---------- Records for processing ----------

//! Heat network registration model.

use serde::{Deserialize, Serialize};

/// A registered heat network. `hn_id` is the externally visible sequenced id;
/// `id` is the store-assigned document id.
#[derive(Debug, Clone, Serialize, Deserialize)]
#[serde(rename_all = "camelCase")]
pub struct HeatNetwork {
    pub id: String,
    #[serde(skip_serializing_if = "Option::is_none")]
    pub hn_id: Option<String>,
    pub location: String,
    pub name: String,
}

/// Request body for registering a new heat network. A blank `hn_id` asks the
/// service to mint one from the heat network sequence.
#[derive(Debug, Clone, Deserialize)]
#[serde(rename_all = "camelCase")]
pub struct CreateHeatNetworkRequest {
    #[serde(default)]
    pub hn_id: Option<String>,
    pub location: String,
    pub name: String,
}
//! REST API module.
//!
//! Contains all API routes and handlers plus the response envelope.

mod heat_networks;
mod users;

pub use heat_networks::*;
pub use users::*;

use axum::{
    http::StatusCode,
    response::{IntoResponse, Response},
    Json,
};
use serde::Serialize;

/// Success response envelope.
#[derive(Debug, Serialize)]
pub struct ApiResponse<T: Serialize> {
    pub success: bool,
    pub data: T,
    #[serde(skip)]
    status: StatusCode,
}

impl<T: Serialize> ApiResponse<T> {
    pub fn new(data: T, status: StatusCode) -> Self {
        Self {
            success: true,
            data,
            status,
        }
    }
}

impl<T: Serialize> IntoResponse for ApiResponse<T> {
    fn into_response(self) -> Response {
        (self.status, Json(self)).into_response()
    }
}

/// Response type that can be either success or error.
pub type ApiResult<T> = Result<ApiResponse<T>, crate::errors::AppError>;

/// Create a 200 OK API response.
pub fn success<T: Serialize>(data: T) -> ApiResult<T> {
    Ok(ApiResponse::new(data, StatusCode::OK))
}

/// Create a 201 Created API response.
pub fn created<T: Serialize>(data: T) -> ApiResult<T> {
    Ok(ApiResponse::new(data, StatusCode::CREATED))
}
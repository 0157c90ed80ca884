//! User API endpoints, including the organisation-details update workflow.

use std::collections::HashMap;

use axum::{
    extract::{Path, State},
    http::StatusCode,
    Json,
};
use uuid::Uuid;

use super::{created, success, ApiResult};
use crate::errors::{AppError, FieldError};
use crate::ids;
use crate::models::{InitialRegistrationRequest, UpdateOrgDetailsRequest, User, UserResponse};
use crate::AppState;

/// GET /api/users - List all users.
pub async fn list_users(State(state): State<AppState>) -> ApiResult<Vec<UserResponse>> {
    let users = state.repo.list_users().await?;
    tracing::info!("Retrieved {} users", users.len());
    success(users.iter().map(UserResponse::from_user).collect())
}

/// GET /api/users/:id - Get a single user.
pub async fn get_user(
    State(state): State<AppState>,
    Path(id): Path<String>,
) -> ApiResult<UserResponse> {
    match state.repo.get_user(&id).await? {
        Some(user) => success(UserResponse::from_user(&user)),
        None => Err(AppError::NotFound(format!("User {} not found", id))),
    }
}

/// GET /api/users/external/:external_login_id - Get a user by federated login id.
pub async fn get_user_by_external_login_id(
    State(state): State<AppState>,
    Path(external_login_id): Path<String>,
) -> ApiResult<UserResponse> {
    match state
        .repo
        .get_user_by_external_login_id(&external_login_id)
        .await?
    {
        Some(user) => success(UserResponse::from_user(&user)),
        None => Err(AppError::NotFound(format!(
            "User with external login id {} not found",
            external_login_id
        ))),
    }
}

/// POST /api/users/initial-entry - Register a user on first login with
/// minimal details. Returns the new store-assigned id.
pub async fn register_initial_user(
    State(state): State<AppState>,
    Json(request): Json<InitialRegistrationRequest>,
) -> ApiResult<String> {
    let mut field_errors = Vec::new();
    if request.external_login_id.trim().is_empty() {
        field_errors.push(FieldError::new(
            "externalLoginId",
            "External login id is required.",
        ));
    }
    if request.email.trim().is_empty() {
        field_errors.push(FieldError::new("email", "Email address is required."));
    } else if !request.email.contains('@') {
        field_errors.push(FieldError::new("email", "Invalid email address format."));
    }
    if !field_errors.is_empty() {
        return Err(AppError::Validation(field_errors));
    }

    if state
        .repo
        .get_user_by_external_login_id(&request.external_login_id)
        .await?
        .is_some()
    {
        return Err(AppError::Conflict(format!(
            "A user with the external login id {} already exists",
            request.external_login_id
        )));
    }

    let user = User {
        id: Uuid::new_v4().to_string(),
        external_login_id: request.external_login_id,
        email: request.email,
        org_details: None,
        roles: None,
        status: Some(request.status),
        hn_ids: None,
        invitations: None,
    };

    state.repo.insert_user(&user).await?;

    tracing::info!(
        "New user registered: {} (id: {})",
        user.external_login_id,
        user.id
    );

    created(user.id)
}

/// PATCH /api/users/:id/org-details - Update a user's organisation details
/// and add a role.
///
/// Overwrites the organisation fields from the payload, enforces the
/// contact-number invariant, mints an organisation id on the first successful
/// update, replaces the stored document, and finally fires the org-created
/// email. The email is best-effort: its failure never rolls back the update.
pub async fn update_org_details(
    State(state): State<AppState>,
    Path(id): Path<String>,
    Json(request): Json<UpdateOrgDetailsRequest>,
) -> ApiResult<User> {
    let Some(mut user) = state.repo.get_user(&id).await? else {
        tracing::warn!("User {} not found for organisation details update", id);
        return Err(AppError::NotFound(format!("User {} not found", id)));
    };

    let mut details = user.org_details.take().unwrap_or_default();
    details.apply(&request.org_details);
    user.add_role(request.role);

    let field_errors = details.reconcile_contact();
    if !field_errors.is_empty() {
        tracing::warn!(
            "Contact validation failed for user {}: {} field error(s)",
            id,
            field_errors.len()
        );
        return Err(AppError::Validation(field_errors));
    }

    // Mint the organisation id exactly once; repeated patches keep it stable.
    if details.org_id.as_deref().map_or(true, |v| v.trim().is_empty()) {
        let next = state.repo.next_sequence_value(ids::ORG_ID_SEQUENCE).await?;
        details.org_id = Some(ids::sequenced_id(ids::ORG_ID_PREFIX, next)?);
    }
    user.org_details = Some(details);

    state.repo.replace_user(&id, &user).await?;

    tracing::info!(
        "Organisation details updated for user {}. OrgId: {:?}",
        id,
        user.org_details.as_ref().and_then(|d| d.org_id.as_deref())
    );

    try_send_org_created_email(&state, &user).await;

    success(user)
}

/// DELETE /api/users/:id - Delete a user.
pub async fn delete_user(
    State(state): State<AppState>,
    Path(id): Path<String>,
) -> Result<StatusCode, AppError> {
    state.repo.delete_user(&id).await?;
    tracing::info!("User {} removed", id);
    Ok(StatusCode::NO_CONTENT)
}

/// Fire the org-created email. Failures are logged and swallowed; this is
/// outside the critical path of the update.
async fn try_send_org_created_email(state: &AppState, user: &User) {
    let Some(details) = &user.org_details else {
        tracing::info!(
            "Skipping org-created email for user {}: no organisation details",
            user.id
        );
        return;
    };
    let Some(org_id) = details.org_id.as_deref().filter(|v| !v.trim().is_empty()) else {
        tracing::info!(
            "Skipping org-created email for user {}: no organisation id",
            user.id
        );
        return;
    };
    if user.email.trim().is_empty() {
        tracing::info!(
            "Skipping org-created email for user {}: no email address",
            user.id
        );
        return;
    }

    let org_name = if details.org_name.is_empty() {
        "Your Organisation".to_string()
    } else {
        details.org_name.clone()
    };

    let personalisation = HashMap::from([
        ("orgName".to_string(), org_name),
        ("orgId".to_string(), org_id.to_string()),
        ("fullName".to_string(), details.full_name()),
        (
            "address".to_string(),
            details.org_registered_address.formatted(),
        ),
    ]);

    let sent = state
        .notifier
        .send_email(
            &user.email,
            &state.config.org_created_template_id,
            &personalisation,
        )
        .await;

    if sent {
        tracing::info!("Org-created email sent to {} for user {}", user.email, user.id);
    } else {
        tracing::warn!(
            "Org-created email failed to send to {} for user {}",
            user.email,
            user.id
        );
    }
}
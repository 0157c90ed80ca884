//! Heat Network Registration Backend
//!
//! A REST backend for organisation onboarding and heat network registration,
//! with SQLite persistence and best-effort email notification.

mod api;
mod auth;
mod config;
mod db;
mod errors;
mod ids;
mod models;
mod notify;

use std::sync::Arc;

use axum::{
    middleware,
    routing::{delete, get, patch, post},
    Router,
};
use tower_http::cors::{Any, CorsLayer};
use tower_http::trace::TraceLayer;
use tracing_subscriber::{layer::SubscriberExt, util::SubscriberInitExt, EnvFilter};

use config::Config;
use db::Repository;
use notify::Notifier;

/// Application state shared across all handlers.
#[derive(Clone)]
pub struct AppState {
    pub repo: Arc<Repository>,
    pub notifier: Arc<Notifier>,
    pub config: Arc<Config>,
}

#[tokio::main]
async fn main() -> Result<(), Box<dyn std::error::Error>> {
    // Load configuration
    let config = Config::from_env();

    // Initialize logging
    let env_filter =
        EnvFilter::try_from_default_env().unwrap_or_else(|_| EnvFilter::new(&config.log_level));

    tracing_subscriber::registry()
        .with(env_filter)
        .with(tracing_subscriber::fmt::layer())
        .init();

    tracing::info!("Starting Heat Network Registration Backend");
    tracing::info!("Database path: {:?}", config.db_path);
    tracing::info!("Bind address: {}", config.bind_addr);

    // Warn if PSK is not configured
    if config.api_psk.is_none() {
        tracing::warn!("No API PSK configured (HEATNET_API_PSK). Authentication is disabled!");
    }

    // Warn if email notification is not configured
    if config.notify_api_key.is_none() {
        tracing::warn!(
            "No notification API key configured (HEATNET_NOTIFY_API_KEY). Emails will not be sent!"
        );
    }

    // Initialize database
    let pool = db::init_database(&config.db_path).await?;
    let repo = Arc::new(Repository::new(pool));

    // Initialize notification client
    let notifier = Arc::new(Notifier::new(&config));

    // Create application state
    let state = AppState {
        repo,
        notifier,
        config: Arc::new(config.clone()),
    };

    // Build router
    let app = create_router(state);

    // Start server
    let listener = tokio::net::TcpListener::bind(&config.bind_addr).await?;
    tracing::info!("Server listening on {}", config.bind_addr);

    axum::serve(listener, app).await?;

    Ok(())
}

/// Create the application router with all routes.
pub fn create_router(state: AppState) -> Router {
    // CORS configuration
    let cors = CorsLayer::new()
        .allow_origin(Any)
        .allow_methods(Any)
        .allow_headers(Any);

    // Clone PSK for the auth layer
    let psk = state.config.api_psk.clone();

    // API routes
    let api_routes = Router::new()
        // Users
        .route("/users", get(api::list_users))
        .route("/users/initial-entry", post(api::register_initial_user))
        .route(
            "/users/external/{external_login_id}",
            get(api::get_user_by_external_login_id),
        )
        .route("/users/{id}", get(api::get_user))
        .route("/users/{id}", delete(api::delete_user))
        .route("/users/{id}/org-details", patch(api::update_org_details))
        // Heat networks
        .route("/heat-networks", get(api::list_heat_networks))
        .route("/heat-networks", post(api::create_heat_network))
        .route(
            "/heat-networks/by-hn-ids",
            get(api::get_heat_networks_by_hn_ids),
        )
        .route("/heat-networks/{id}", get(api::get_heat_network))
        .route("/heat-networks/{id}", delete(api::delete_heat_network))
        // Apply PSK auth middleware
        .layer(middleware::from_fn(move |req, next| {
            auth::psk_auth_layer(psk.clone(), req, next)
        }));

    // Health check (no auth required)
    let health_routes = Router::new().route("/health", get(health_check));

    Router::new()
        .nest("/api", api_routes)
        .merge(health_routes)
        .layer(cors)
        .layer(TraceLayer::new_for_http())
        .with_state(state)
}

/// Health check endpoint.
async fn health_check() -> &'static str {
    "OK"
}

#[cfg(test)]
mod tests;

----------

▶ _Task directions_: In the records, locate each line holding the string "notification" and copy it.

▶ _Solution to this problem_:
//! with SQLite persistence and best-effort email notification.
    // Warn if email notification is not configured
            "No notification API key configured (HEATNET_NOTIFY_API_KEY). Emails will not be sent!"
    // Initialize notification client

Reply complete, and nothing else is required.